### Work required
Return exactly and only these lines: the first of the listing through the one containing "pub mod types;".

### Dataset entries
//! Hosting-panel account client.
//!
//! Talks to the panel's JSON APIs over HTTPS with basic auth: lists the
//! account's full backups (API2 `Backups::listfullbackups`), triggers a new one
//! (UAPI `Backup::fullbackup_to_homedir`) and opens finished archives from the
//! account's home directory.

pub mod types;

pub use types::{BackupRecord, BackupStatus, TriggerAck};

use crate::config::PanelConfig;
use crate::transfer::ArchiveHandle;
use crate::utils::errors::{Result, UplinkError};
use async_trait::async_trait;
use reqwest::{StatusCode, Url};
use serde::de::DeserializeOwned;
use std::fmt;
use std::path::{Path, PathBuf};
use std::time::Duration;
use tracing::{debug, info, warn};
use types::{Api2Response, FullBackupToHomeDirResponse};

const USER_AGENT: &str = concat!("panel-uplink/", env!("CARGO_PKG_VERSION"));

/// Source of backup archives, as seen by the completion poller.
#[async_trait]
pub trait BackupSource: Send + Sync {
    /// Current backup listing, oldest first.
    async fn list_backups(&self) -> Result<Vec<BackupRecord>>;

    /// Ask the panel to start a new full backup. Does not wait for it.
    async fn trigger_backup(&self) -> Result<TriggerAck>;

    /// Open the archive produced by a completed backup.
    async fn open_archive(&self, file_name: &str) -> Result<ArchiveHandle>;
}

/// Panel login. Immutable for the lifetime of a client.
#[derive(Clone)]
pub struct AccountCredential {
    pub host: String,
    pub username: String,
    secret: String,
}

impl AccountCredential {
    pub fn new(host: impl Into<String>, username: impl Into<String>, secret: impl Into<String>) -> Self {
        Self {
            host: host.into(),
            username: username.into(),
            secret: secret.into(),
        }
    }
}

impl From<&PanelConfig> for AccountCredential {
    fn from(config: &PanelConfig) -> Self {
        Self::new(&config.host, &config.username, &config.password)
    }
}

impl fmt::Debug for AccountCredential {
    fn fmt(&self, f: &mut fmt::Formatter<'_>) -> fmt::Result {
        f.debug_struct("AccountCredential")
            .field("host", &self.host)
            .field("username", &self.username)
            .field("secret", &"<redacted>")
            .finish()
    }
}

/// Panel API flavour.
#[derive(Debug, Clone, Copy, PartialEq, Eq)]
pub enum ApiVersion {
    Uapi,
    Api2,
}

/// One panel API call.
#[derive(Debug, Clone, Copy)]
pub struct ApiRequest<'a> {
    pub version: ApiVersion,
    pub module: &'a str,
    pub function: &'a str,
    pub args: &'a [(&'a str, &'a str)],
}

pub struct PanelClient {
    http: reqwest::Client,
    base_url: Url,
    credential: AccountCredential,
    home_root: PathBuf,
    response_limit: usize,
    debug_responses: bool,
}

impl PanelClient {
    /// Client for `https://{host}:{port}/`.
    pub fn new(config: &PanelConfig) -> Result<Self> {
        let base_url = format!("https://{}:{}/", config.host, config.port);
        Self::with_base_url(config, &base_url)
    }

    /// Client against an explicit base URL.
    pub fn with_base_url(config: &PanelConfig, base_url: &str) -> Result<Self> {
        let base_url = Url::parse(base_url)
            .map_err(|e| UplinkError::Config(format!("invalid panel URL {}: {}", base_url, e)))?;

        if config.insecure {
            warn!(
                "TLS certificate verification is DISABLED for {}; use only against lab endpoints",
                config.host
            );
        }
        if config.debug_responses {
            warn!("Panel response logging is enabled; request URLs and bodies may expose credentials");
        }

        let http = reqwest::Client::builder()
            .user_agent(USER_AGENT)
            .danger_accept_invalid_certs(config.insecure)
            .timeout(Duration::from_secs(config.timeout_secs))
            .pool_max_idle_per_host(0)
            .build()
            .map_err(|e| UplinkError::Config(format!("failed to build HTTP client: {}", e)))?;

        Ok(Self {
            http,
            base_url,
            credential: AccountCredential::from(config),
            home_root: config.home_root.clone(),
            response_limit: config.response_limit,
            debug_responses: config.debug_responses,
        })
    }

    pub fn credential(&self) -> &AccountCredential {
        &self.credential
    }

    /// Build the URL of an API call.
    pub fn request_url(&self, request: &ApiRequest<'_>) -> Result<Url> {
        let path = match request.version {
            ApiVersion::Uapi => format!("execute/{}/{}", request.module, request.function),
            ApiVersion::Api2 => "json-api/cpanel".to_string(),
        };
        let mut url = self
            .base_url
            .join(&path)
            .map_err(|e| UplinkError::Config(format!("invalid panel API path: {}", e)))?;

        {
            let mut query = url.query_pairs_mut();
            for (key, value) in request.args {
                query.append_pair(key, value);
            }
            if request.version == ApiVersion::Api2 {
                query
                    .append_pair("cpanel_jsonapi_user", &self.credential.username)
                    .append_pair("cpanel_jsonapi_apiversion", "2")
                    .append_pair("cpanel_jsonapi_module", request.module)
                    .append_pair("cpanel_jsonapi_func", request.function);
            }
        }
        Ok(url)
    }

    /// Perform an API call and decode its JSON body.
    pub async fn call<T: DeserializeOwned>(&self, request: &ApiRequest<'_>) -> Result<T> {
        let url = self.request_url(request)?;

        let response = self
            .http
            .get(url.clone())
            .basic_auth(&self.credential.username, Some(&self.credential.secret))
            .send()
            .await?;

        let status = response.status();
        match status {
            StatusCode::UNAUTHORIZED | StatusCode::FORBIDDEN => {
                return Err(UplinkError::Auth(format!(
                    "panel rejected credentials for {}: {}",
                    self.credential.username, status
                )));
            }
            s if s.is_server_error() => {
                return Err(UplinkError::Transport(format!("panel returned {}", s)));
            }
            s if !s.is_success() => {
                return Err(UplinkError::Protocol(format!("panel returned {}", s)));
            }
            _ => {}
        }

        let body = self.read_capped(response).await?;

        if self.debug_responses {
            debug!("Panel request: {}", url);
            debug!("Panel status: {}", status);
            debug!("Panel function: {}::{}", request.module, request.function);
            debug!("Panel body: {}", String::from_utf8_lossy(&body));
        }

        serde_json::from_slice(&body).map_err(|e| {
            UplinkError::Protocol(format!(
                "malformed {}::{} response: {}",
                request.module, request.function, e
            ))
        })
    }

    /// Read a response body, refusing anything at or above the size ceiling.
    async fn read_capped(&self, mut response: reqwest::Response) -> Result<Vec<u8>> {
        let limit = self.response_limit;
        if let Some(length) = response.content_length() {
            if length >= limit as u64 {
                return Err(UplinkError::Protocol(format!(
                    "API response maximum size exceeded ({} >= {} bytes)",
                    length, limit
                )));
            }
        }

        let mut body = Vec::new();
        while let Some(chunk) = response.chunk().await? {
            if body.len() + chunk.len() >= limit {
                return Err(UplinkError::Protocol(format!(
                    "API response maximum size exceeded (limit {} bytes)",
                    limit
                )));
            }
            body.extend_from_slice(&chunk);
        }
        Ok(body)
    }

    /// Location of a backup archive in the account's home directory.
    pub fn archive_path(&self, file_name: &str) -> Result<PathBuf> {
        let name = Path::new(file_name);
        let is_plain_name = !file_name.is_empty()
            && name.file_name().map(|n| n == name.as_os_str()).unwrap_or(false);
        if !is_plain_name {
            return Err(UplinkError::Protocol(format!(
                "panel reported an unsafe backup file name: {:?}",
                file_name
            )));
        }
        Ok(self
            .home_root
            .join(&self.credential.username)
            .join(file_name))
    }
}

#[async_trait]
impl BackupSource for PanelClient {
    async fn list_backups(&self) -> Result<Vec<BackupRecord>> {
        let response: Api2Response = self
            .call(&ApiRequest {
                version: ApiVersion::Api2,
                module: "Backups",
                function: "listfullbackups",
                args: &[],
            })
            .await?;
        response.into_records().map_err(UplinkError::Protocol)
    }

    async fn trigger_backup(&self) -> Result<TriggerAck> {
        info!("Creating full backup...");
        let response: FullBackupToHomeDirResponse = self
            .call(&ApiRequest {
                version: ApiVersion::Uapi,
                module: "Backup",
                function: "fullbackup_to_homedir",
                args: &[("email", "")],
            })
            .await?;
        response.into_ack().map_err(UplinkError::Protocol)
    }

    async fn open_archive(&self, file_name: &str) -> Result<ArchiveHandle> {
        let path = self.archive_path(file_name)?;
        let file = tokio::fs::File::open(&path).await?;
        let size = file.metadata().await?.len();
        info!("Opened backup archive {}", path.display());
        Ok(ArchiveHandle::new(file_name, Box::new(file)).with_size(size))
    }
}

### Exercise response
//! Hosting-panel account client.
//!
//! Talks to the panel's JSON APIs over HTTPS with basic auth: lists the
//! account's full backups (API2 `Backups::listfullbackups`), triggers a new one
//! (UAPI `Backup::fullbackup_to_homedir`) and opens finished archives from the
//! account's home directory.

pub mod types;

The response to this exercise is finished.